8.22.2007

{so.}

i live in portland now. how about that. or at least, this is where i am right now. we don't have a home yet, but we hopefully will by thursday or friday. i've been smoking like a chimney. and trying to be more confident, a department of mine that has been lacking. usually i don't care too much, but being in a new place, and my propensity to space out leave me completely confused upon the arrival of any foreign human contact.

i was about to go into a list of my hopes and dreams, but i don't think i'll be doing that right now. i'm ALMOST done with my journal. the one i've had for a year and a half now. i hate it. i want it out of my sight. someone send me a new journal to fill. a plain one. of any colour besides red or black or blue. yellow would be nice. also green. and let me press again that it should be absolutely plain! send me an email, and i'll give you an address. thanks in advance.

also, i am afraid of buses. a lot. but i rode one today all by myself.

additionally, i don't have my headphones, and it's really sad. i want them so badly.

8.13.2007

{forget it.}

i have more music than i know what to do with. i've tried to dedicate this night to organizing it. but no. there's just no way on earth that can happen. it's very frustrating. i'm on absolute overload.

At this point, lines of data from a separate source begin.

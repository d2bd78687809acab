//! Token service configuration.

/// Configuration for the token service and OTP engine.
#[derive(Debug, Clone)]
pub struct Config {
    /// Secret used to sign tokens. Must be set by the deployment.
    pub secret: String,
    /// Token format version, covered by every signature (default: 1).
    pub version: u32,
    /// Number of digits in OTP codes (default: 6, the authenticator
    /// app standard).
    pub otp_digits: u32,
    /// TOTP step length in seconds (default: 30).
    pub totp_step_secs: u64,
    /// Length of generated OTP secrets in bytes (default: 20 = 160
    /// bits, the RFC 4226 recommendation).
    pub otp_secret_len: usize,
    /// How long a consumed HOTP code stays in the replay store, in
    /// seconds (default: 90). TOTP codes are retained for one step
    /// past their window instead.
    pub replay_ttl_secs: u64,
    /// Issuer label embedded in provisioning URIs. `None` omits the
    /// `issuer` query parameter.
    pub otp_issuer: Option<String>,
}

impl Default for Config {
    fn default() -> Self {
        Self {
            secret: String::new(),
            version: 1,
            otp_digits: 6,
            totp_step_secs: 30,
            otp_secret_len: 20,
            replay_ttl_secs: 90,
            otp_issuer: None,
        }
    }
}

{it's awfully quiet around here.}

i sold my car today. for five hundred fifty dollars. many things have happened in that car. i'm kicking nostalgia. i've been really angry lately. violent mood swings. from feeling terribly hurt for no reason, to having a sudden intense impulse to ram my car into the guy who just cut me off in traffic. thank god i sold my car, i guess. my blood is boiling. it's just sad. it's a sad time still. to feel you've spent time cultivating friendships, only to find out it was for naught. or that clearly, people don't give enough of a shit to take care of their end of the friendship. i want nothing to do with this. i could explain my feelings until my fingertips bleed, but that would be just as pointless. my vagina is a ticking cancer time bomb. the sickening self-righteous are making their beds to sleep in. i care for them, but will inevitably despise them. it doesn't matter how you say it, no one will listen. and me, all i want to be is alone. my next move on the board will be to disappear completely. that's what i'm getting ready for. i used to think i had some potential. now i just hope i can have kids. and somehow get by.

8.01.2007

{max out.}

everything i hate about myself comes to an oily head. the things that don't get done. and the things to fear the most. resting in my lap. like the child i never wanted. a steaming pile of my own shit.

i've been drinking these cure-all elixirs. taking hand fulls of pills and vitamins. supplements. to counteract a home brewed madness. there's a lot to be said for the friends that make you better.

i'm an empty bombshell. the remnants of epiphany after epiphany gone wrong. so all that's left is the casing of a great idea disregarded, broken and soaking into the carpet. let's get it right this time please.

you have to understand i'm getting very tired of all this. and my body is revolting. this is a cave-in, the last stand of a sorry self that didn't last nearly as long as i thought she would. so we're folding. dying differently than we have before. and for real this time. the brink of death has metaphorically always been so close. and we longed for it. but when it catches to your skins for real you come to know what life could be. and everything you're doing wrong. over and over again. our problems don't define us. they should re-define us. everytime they boil up and over the edge of my thoughts. we can't block this one out forever. i'm only human you know.